━━━ The data

//! Per-thread script interpreter.
//!
//! One interpreter exists per worker thread; it compiles bodies into a local function table
//! keyed by digest and runs at most one script at a time. Exclusive access is enforced by the
//! owner's mutable borrow, which is this runtime's form of the interpreter lock.

use efly_facade::explore::ObjectExplorer;
use hashbrown::HashMap;

use crate::digest::script_digest;
use crate::engine::{CommandDispatcher, ScriptEngine, ScriptEnv};
use crate::value::{MAX_RESULT_DEPTH, ScriptValue};

/// Outcome of compiling a body into the interpreter.
#[derive(Debug, Clone, PartialEq, Eq)]
pub enum AddResult {
    /// Newly compiled; carries the digest.
    Ok(String),
    /// The body was already known; carries the digest.
    AlreadyExists(String),
    /// Compilation failed; carries the error text.
    CompileErr(String),
}

/// Outcome of running a compiled function.
#[derive(Debug, Clone, PartialEq, Eq)]
pub enum RunResult {
    /// The script finished; its result tree is stored on the interpreter.
    Ok,
    /// The script failed; carries the runtime error text.
    Err(String),
}

/// Thread-local script interpreter.
pub struct Interpreter {
    engine: Box<dyn ScriptEngine>,
    funcs: HashMap<String, String>,
    result: Option<ScriptValue>,
}

impl std::fmt::Debug for Interpreter {
    fn fmt(&self, f: &mut std::fmt::Formatter<'_>) -> std::fmt::Result {
        f.debug_struct("Interpreter")
            .field("funcs", &self.funcs.len())
            .field("has_result", &self.result.is_some())
            .finish()
    }
}

impl Interpreter {
    /// Creates an interpreter over a language engine.
    #[must_use]
    pub fn new(engine: Box<dyn ScriptEngine>) -> Self {
        Self {
            engine,
            funcs: HashMap::new(),
            result: None,
        }
    }

    /// Compiles `body` into the local function table.
    pub fn add_function(&mut self, body: &str) -> AddResult {
        if let Err(message) = self.engine.check(body) {
            return AddResult::CompileErr(message);
        }
        let sha = script_digest(body);
        if self.funcs.contains_key(&sha) {
            return AddResult::AlreadyExists(sha);
        }
        let _ = self.funcs.insert(sha.clone(), body.to_owned());
        AddResult::Ok(sha)
    }

    /// Returns whether this interpreter already compiled `sha`.
    #[must_use]
    pub fn exists(&self, sha: &str) -> bool {
        self.funcs.contains_key(sha)
    }

    /// Runs a compiled function with `KEYS`/`ARGV` and a dispatcher bridge.
    ///
    /// On success the result tree is retained until [`Interpreter::reset_stack`].
    pub fn run_function(
        &mut self,
        sha: &str,
        keys: &[Vec<u8>],
        args: &[Vec<u8>],
        dispatcher: &mut dyn CommandDispatcher,
    ) -> RunResult {
        let Some(body) = self.funcs.get(sha).cloned() else {
            return RunResult::Err("function is not compiled".to_owned());
        };
        let mut env = ScriptEnv {
            keys,
            args,
            dispatcher,
        };
        match self.engine.run(&body, &mut env) {
            Ok(value) => {
                self.result = Some(value);
                RunResult::Ok
            }
            Err(message) => RunResult::Err(message),
        }
    }

    /// Returns whether the stored result tree is within the serialization depth limit.
    #[must_use]
    pub fn is_result_safe(&self) -> bool {
        self.result
            .as_ref()
            .is_none_or(|value| value.depth() <= MAX_RESULT_DEPTH)
    }

    /// Walks the stored result tree on `explorer`; an absent result is nil.
    pub fn serialize_result(&self, explorer: &mut dyn ObjectExplorer) {
        match &self.result {
            Some(value) => value.explore(explorer),
            None => explorer.on_nil(),
        }
    }

    /// Drops the stored result tree.
    pub fn reset_stack(&mut self) {
        self.result = None;
    }
}

#[cfg(test)]
mod tests {
    use super::{AddResult, Interpreter, RunResult};
    use crate::engine::{BasicEngine, CommandDispatcher};
    use crate::value::{MAX_RESULT_DEPTH, ScriptValue};
    use efly_facade::explore::ObjectExplorer;
    use googletest::prelude::*;
    use rstest::rstest;

    struct NullDispatcher;

    impl CommandDispatcher for NullDispatcher {
        fn call(&mut self, _args: Vec<Vec<u8>>) -> ScriptValue {
            ScriptValue::Nil
        }
    }

    fn interpreter() -> Interpreter {
        Interpreter::new(Box::new(BasicEngine))
    }

    #[rstest]
    fn add_function_reports_new_and_known_bodies() {
        let mut interp = interpreter();
        let AddResult::Ok(sha) = interp.add_function("return 1") else {
            panic!("first compile must succeed");
        };
        assert_that!(interp.exists(&sha), eq(true));
        assert_that!(
            &interp.add_function("return 1"),
            eq(&AddResult::AlreadyExists(sha))
        );
    }

    #[rstest]
    fn add_function_rejects_bad_statements() {
        let mut interp = interpreter();
        assert_that!(
            matches!(interp.add_function("frobnicate"), AddResult::CompileErr(_)),
            eq(true)
        );
    }

    #[rstest]
    fn run_function_stores_result_until_reset() {
        let mut interp = interpreter();
        let AddResult::Ok(sha) = interp.add_function("return hi") else {
            panic!("compile must succeed");
        };
        let run = interp.run_function(&sha, &[], &[], &mut NullDispatcher);
        assert_that!(&run, eq(&RunResult::Ok));
        assert_that!(interp.is_result_safe(), eq(true));

        struct Last(Option<ScriptValue>);
        impl ObjectExplorer for Last {
            fn on_bool(&mut self, value: bool) {
                self.0 = Some(ScriptValue::Bool(value));
            }
            fn on_string(&mut self, value: &[u8]) {
                self.0 = Some(ScriptValue::Bytes(value.to_vec()));
            }
            fn on_double(&mut self, value: f64) {
                self.0 = Some(ScriptValue::Double(value));
            }
            fn on_int(&mut self, value: i64) {
                self.0 = Some(ScriptValue::Int(value));
            }
            fn on_array_start(&mut self, _len: u32) {}
            fn on_array_end(&mut self) {}
            fn on_nil(&mut self) {
                self.0 = Some(ScriptValue::Nil);
            }
            fn on_status(&mut self, status: &str) {
                self.0 = Some(ScriptValue::Status(status.to_owned()));
            }
            fn on_error(&mut self, message: &str) {
                self.0 = Some(ScriptValue::Error(message.to_owned()));
            }
        }

        let mut last = Last(None);
        interp.serialize_result(&mut last);
        assert_that!(&last.0, eq(&Some(ScriptValue::Bytes(b"hi".to_vec()))));

        interp.reset_stack();
        let mut last = Last(None);
        interp.serialize_result(&mut last);
        assert_that!(&last.0, eq(&Some(ScriptValue::Nil)));
    }

    #[rstest]
    fn deep_results_are_flagged_unsafe() {
        let mut interp = interpreter();
        let AddResult::Ok(sha) = interp.add_function("return x") else {
            panic!("compile must succeed");
        };
        let _ = interp.run_function(&sha, &[], &[], &mut NullDispatcher);

        // Splice an over-deep tree in place of the engine result.
        let mut value = ScriptValue::Int(0);
        for _ in 0..=MAX_RESULT_DEPTH {
            value = ScriptValue::Array(vec![value]);
        }
        interp.result = Some(value);
        assert_that!(interp.is_result_safe(), eq(false));
    }
}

━━━━━━

## Brief
Output each line of the listing in which the string "body" is found.

## Finished task
/// Outcome of compiling a body into the interpreter.
    /// The body was already known; carries the digest.
    /// Compiles `body` into the local function table.
    pub fn add_function(&mut self, body: &str) -> AddResult {
        if let Err(message) = self.engine.check(body) {
        let sha = script_digest(body);
        let _ = self.funcs.insert(sha.clone(), body.to_owned());
        let Some(body) = self.funcs.get(sha).cloned() else {
        match self.engine.run(&body, &mut env) {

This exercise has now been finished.